Letusan Toba dan Peradaban Nenek Moyang di Asia
Beberapa hari yang lalu ilmuwan mengemukakan teori tentang letusan
gunung Toba, gunung berapi terbesar zaman prasejarah yang berkaitan
dengan inti es Greenland dan Antartika, penemuan ini memperkuat
perubahan iklim masa lalu yang juga menjelaskan migrasi nenek moyang
manusia dari Asia ke seluruh dunia.
Peneliti iklim Denmark (dipublikasikan pada jurnal Climate of the Past) mengubah pandangan mengenai pegunungan di Sumatera, dimana sisa-sisa letusan gunung Toba terjadi sekitar 74,000 tahun lalu meletus dan menjadi letusan gunung berapi terbesar di Bumi dalam dua juta tahun terakhir.

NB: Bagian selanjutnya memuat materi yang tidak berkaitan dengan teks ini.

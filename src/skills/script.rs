//! 脚本技能：由 skill.toml 的 program + args 模板构成
//!
//! 参数模板中 {{task}}、{{user_id}}、{{dir}} 被替换；无 shell，直接 exec，
//! 工作目录为技能目录。子进程随 future 丢弃而终止（超时 / 取消时不留孤儿）。

use std::path::{Path, PathBuf};
use std::process::Stdio;

use async_trait::async_trait;
use tokio::process::Command;

use crate::skills::{Skill, SkillMeta};

pub struct ScriptSkill {
    id: String,
    description: String,
    program: String,
    args_template: Vec<String>,
    dir: PathBuf,
}

impl ScriptSkill {
    pub fn new(meta: SkillMeta, dir: &Path) -> Self {
        Self {
            id: meta.id,
            description: meta.description,
            program: meta.program.unwrap_or_default(),
            args_template: meta.args,
            dir: dir.to_path_buf(),
        }
    }

    fn substitute(&self, task: &str, user_id: &str) -> Vec<String> {
        let dir = self.dir.to_string_lossy();
        self.args_template
            .iter()
            .map(|tpl| {
                tpl.replace("{{task}}", task)
                    .replace("{{user_id}}", user_id)
                    .replace("{{dir}}", &dir)
            })
            .collect()
    }
}

#[async_trait]
impl Skill for ScriptSkill {
    fn description(&self) -> &str {
        &self.description
    }

    async fn execute(&self, task: &str, user_id: &str) -> Result<String, String> {
        let args = self.substitute(task, user_id);
        tracing::debug!(skill = %self.id, program = %self.program, "script skill invoke");
        let output = Command::new(&self.program)
            .args(&args)
            .current_dir(&self.dir)
            .stdin(Stdio::null())
            .stdout(Stdio::piped())
            .stderr(Stdio::piped())
            .kill_on_drop(true)
            .output()
            .await
            .map_err(|e| format!("spawn {} failed: {}", self.program, e))?;

        if !output.status.success() {
            let stderr = String::from_utf8_lossy(&output.stderr);
            return Err(format!(
                "exit {:?}: {}",
                output.status.code(),
                stderr.trim()
            ));
        }
        Ok(String::from_utf8_lossy(&output.stdout).trim().to_string())
    }
}

#[cfg(test)]
mod tests {
    use super::*;

    fn meta(program: &str, args: &[&str]) -> SkillMeta {
        SkillMeta {
            id: "script".into(),
            description: String::new(),
            tags: vec![],
            program: Some(program.into()),
            args: args.iter().map(|s| s.to_string()).collect(),
        }
    }

    #[test]
    fn test_substitute() {
        let skill = ScriptSkill::new(meta("echo", &["{{user_id}}", "--", "{{task}}"]), Path::new("/tmp"));
        assert_eq!(
            skill.substitute("call Bob", "alice"),
            vec!["alice", "--", "call Bob"]
        );
    }

    #[cfg(unix)]
    #[tokio::test]
    async fn test_execute_echo() {
        let tmp = tempfile::tempdir().unwrap();
        let skill = ScriptSkill::new(meta("echo", &["hello", "{{task}}"]), tmp.path());
        assert_eq!(skill.execute("world", "u").await, Ok("hello world".to_string()));
    }

    #[cfg(unix)]
    #[tokio::test]
    async fn test_execute_missing_program() {
        let tmp = tempfile::tempdir().unwrap();
        let skill = ScriptSkill::new(meta("ulcs-no-such-program", &[]), tmp.path());
        let err = skill.execute("x", "u").await.unwrap_err();
        assert!(err.contains("spawn"));
    }
}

Letusan Gunung Toba Dan Kelanjutan Peradaban
Letusan gunung Toba memuntahkan magma lebih dari 2800 km3, dan
sebanyak 800 km3 dilemparkan ke atmosfer sebagai abu yang menyebar
hingga ke barat Laut Arab. Aerosol kimia terbawa lebih jauh dan telah
terdeteksi di inti es Greenland dan Antartika. Debu vulkanik dan gas
seperti belerang dioksida dapat memberikan efek dramatis pada iklim
bumi.
Sulfur dioksida menyatu dengan air untuk membentuk tetesan kecil (atau aerosol) dari asam sulfat, yang dapat membuat kabut mengurangi sinar matahari mencapai permukaan bumi, iklim ini dan memicu musim dingin vulkanik. Letusan gunung Toba bertepatan dengan lonjakan konsentrasi sulfat di inti es Greenland, diikuti satu abad atau lebih terjadi pendinginan drastis di mana suhu turun sekitar 10 derajat Celcius. Ilmuwan dari Universitas Kopenhagen Niels Bohr Institute menggunakan data tentang letusan untuk menghubungkan pengeboran inti es Greenland dan Antartika dengan mempelajari keasaman es.
Letusan gunung Toba mengeluarkan awan abu besar dan asam sulfat hingga ke atmosfer dan stratosfer. Awan menyebar di seluruh dunia dan setelah beberapa tahun asam sulfat turun kembali ke bumi dalam bentuk hujan asam.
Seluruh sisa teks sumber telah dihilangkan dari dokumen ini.